Iranian-American fashion designer

Pegah Anvarian (born c. 1980s; پگاه انواریان) is an Iranian-born American fashion designer, fashion stylist, creative director, and interior designer. She had her fashion design label from 2005 until the spring of 2008. Her design work has shown at Los Angeles Fashion Week and New York Fashion Week. Anvarian worked as the creative director for the Three Dots fashion label, starting in 2009. Starting in 2014, she is the creative director of Poetry & Prose fashion label. She also known as Pegah Anvarian Watson.

== Biography ==
Pegah Anvarian was born in Iran and raised in Dallas, Texas. Her father worked as a photographer, and her mother was an educator. Her mother taught her to sew at age six, and two years later she was designing clothing at the age of eight. She never attended any formal design school.

== Career ==
Anvarian began a year tour with the American rock band The B-52's as their stylist. She also designed the costumes for one of The B-52s' music video. This early career allowed Anvarian to relocate to New York City in 1996.

Anvarian is known for her draped jersey tops and dresses, as well as a cashmere jersey knit dress. In the Fall of 2003, she presented her line at Los Angeles Fashion Week for her first collection that debuted. In the Fall of 2004, her work featured many low cuts, off-the-shoulder tops, and halter tunics. In 2007, she debuted at New York Fashion Week and her work included leather and textured-wool bubble jackets and bolero jackets, and it was noted she had some fit issues with her bottoms. Her 2007, work was astrology-themed in dark colors, this included star prints, tissue-thin washed wool tops, jersey dresses with low tops, draped coats, and biker jackets with fitted sleeves. In spring 2008, her own fashion label closed.

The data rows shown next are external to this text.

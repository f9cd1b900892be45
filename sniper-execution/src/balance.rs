use parking_lot::Mutex;
use sniper_instrument::Balance;
use std::collections::HashMap;
use tracing::info;

/// Single-writer balance map for one account. The WS reader is the sole
/// writer; REST snapshots only ever seed it.
#[derive(Default)]
pub struct BalanceStore {
    inner: Mutex<HashMap<String, Balance>>,
}

impl BalanceStore {
    pub fn new() -> Self {
        Self {
            inner: Mutex::new(HashMap::new()),
        }
    }

    /// Seed from a REST snapshot. Does not log transitions — there is no
    /// prior value to contrast against at boot.
    pub fn seed(&self, asset: impl Into<String>, balance: Balance) {
        self.inner.lock().insert(asset.into(), balance);
    }

    /// Write only if different from the current value; logs the old → new
    /// transition either way the value changed. Matches the invariant that,
    /// after processing, the stored balance equals the update payload
    /// regardless of what was there before.
    pub fn update(&self, asset: impl Into<String>, account_label: &str, new: Balance) {
        let asset = asset.into();
        let mut inner = self.inner.lock();
        let old = inner.get(&asset).copied();
        if old != Some(new) {
            info!(
                account = account_label,
                asset = %asset,
                old_free = ?old.map(|b| b.free),
                old_locked = ?old.map(|b| b.locked),
                new_free = %new.free,
                new_locked = %new.locked,
                "balance updated"
            );
        }
        inner.insert(asset, new);
    }

    pub fn get(&self, asset: &str) -> Option<Balance> {
        self.inner.lock().get(asset).copied()
    }

    pub fn snapshot(&self) -> HashMap<String, Balance> {
        self.inner.lock().clone()
    }
}

#[cfg(test)]
mod tests {
    use super::*;
    use rust_decimal_macros::dec;

    #[test]
    fn update_overwrites_regardless_of_prior_value() {
        let store = BalanceStore::new();
        store.seed("BTC", Balance::new(dec!(1), dec!(0)));
        store.update("BTC", "acct", Balance::new(dec!(2), dec!(0.5)));
        assert_eq!(store.get("BTC"), Some(Balance::new(dec!(2), dec!(0.5))));
    }

    #[test]
    fn update_on_missing_asset_inserts() {
        let store = BalanceStore::new();
        store.update("ETH", "acct", Balance::new(dec!(3), dec!(0)));
        assert_eq!(store.get("ETH"), Some(Balance::new(dec!(3), dec!(0))));
    }
}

Santino Rice worked under Anvarian before his involvement with the television series Project Runway in 2005.

In 2007 Pegah Anvarian was chosen to design the annual Mercedes-Benz Fashion Week in Manhattan. At the time she stated, "I've always wanted to show in New York. It's exciting to have the opportunity to do it the right way!"

Her fashion has been seen on celebrities such as Rachel Zoe, Tracee Ellis Ross, Cameron Diaz, LeAnn Rimes, and Naomi Watts. She has been spotted in many publications such as Lucky, The New York Times, The Los Angeles Times, W magazine, Washington Post, and Harper's Bazaar.